◆ **Instructions to follow**: Retype the material exactly, ending with the line containing "pub const CONNECTIONS_OPENED: &str".

◆ **Supplied entries**:

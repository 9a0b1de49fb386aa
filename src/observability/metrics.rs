//! Metric names and the Prometheus recorder.
//!
//! Every metric the gateway emits is named here so the set of series is
//! visible in one place. Counters are monotonic; the single gauge tracks
//! live registrations.

use metrics::{describe_counter, describe_gauge, Unit};
use metrics_exporter_prometheus::{BuildError, PrometheusBuilder, PrometheusHandle};

/// Gauge: connections currently held by the local registry.
pub const ACTIVE_CONNECTIONS: &str = "crewdeck_active_connections";

/// Counter: accepted WebSocket connections, labelled by `room_type`.
pub const CONNECTIONS_OPENED: &str = "crewdeck_connections_opened_total";

/// Counter: connections replaced by a newer one for the same room slot.
pub const CONNECTIONS_SUPERSEDED: &str = "crewdeck_connections_superseded_total";

/// Counter: admissions refused by the sliding-window rate limiter.
pub const RATE_LIMIT_REJECTIONS: &str = "crewdeck_rate_limit_rejections_total";

/// Counter: frames dropped because a recipient's outbound queue was full.
pub const BACKPRESSURE_DROPS: &str = "crewdeck_backpressure_drops_total";

/// Counter: connections closed for missing their pong deadline.
pub const HEARTBEAT_TIMEOUTS: &str = "crewdeck_heartbeat_timeouts_total";

/// Counter: inbound frames, labelled by `room_type` and `type`.
pub const MESSAGES: &str = "crewdeck_messages_total";

/// Counter: events the bridge applied from the bus, labelled by `room_type`.
pub const BUS_EVENTS_APPLIED: &str = "crewdeck_bus_events_applied_total";

/// Counter: failed publishes to the event bus.
pub const BUS_PUBLISH_FAILURES: &str = "crewdeck_bus_publish_failures_total";

/// Counter: subscriber reconnect attempts to the event bus.
pub const BUS_RECONNECTS: &str = "crewdeck_bus_reconnects_total";

/// Installs the global Prometheus recorder and returns the handle used
/// by the `/metrics` route to render the exposition text.
pub fn install_metrics_recorder() -> Result<PrometheusHandle, BuildError> {
    let handle = PrometheusBuilder::new().install_recorder()?;
    describe_metrics();
    Ok(handle)
}

fn describe_metrics() {
    describe_gauge!(
        ACTIVE_CONNECTIONS,
        Unit::Count,
        "WebSocket connections currently registered on this instance"
    );
    describe_counter!(CONNECTIONS_OPENED, "Accepted WebSocket connections");
    describe_counter!(
        CONNECTIONS_SUPERSEDED,
        "Connections replaced by a newer connection for the same user and room"
    );
    describe_counter!(
        RATE_LIMIT_REJECTIONS,
        "Connection attempts refused by the per-user rate limiter"
    );
    describe_counter!(
        BACKPRESSURE_DROPS,
        "Outbound frames dropped because a connection's queue was full"
    );
    describe_counter!(
        HEARTBEAT_TIMEOUTS,
        "Connections closed after failing to answer a heartbeat ping"
    );
    describe_counter!(MESSAGES, "Inbound frames by room type and frame type");
    describe_counter!(BUS_EVENTS_APPLIED, "Room events applied from the event bus");
    describe_counter!(BUS_PUBLISH_FAILURES, "Failed publishes to the event bus");
    describe_counter!(BUS_RECONNECTS, "Event bus subscriber reconnect attempts");
}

◆ **Problem solution**:
repository 9a0b1de49fb386aa
filename src/observability/metrics.rs
//! Metric names and the Prometheus recorder.
//!
//! Every metric the gateway emits is named here so the set of series is
//! visible in one place. Counters are monotonic; the single gauge tracks
//! live registrations.

use metrics::{describe_counter, describe_gauge, Unit};
use metrics_exporter_prometheus::{BuildError, PrometheusBuilder, PrometheusHandle};

/// Gauge: connections currently held by the local registry.
pub const ACTIVE_CONNECTIONS: &str = "crewdeck_active_connections";

/// Counter: accepted WebSocket connections, labelled by `room_type`.
pub const CONNECTIONS_OPENED: &str = "crewdeck_connections_opened_total";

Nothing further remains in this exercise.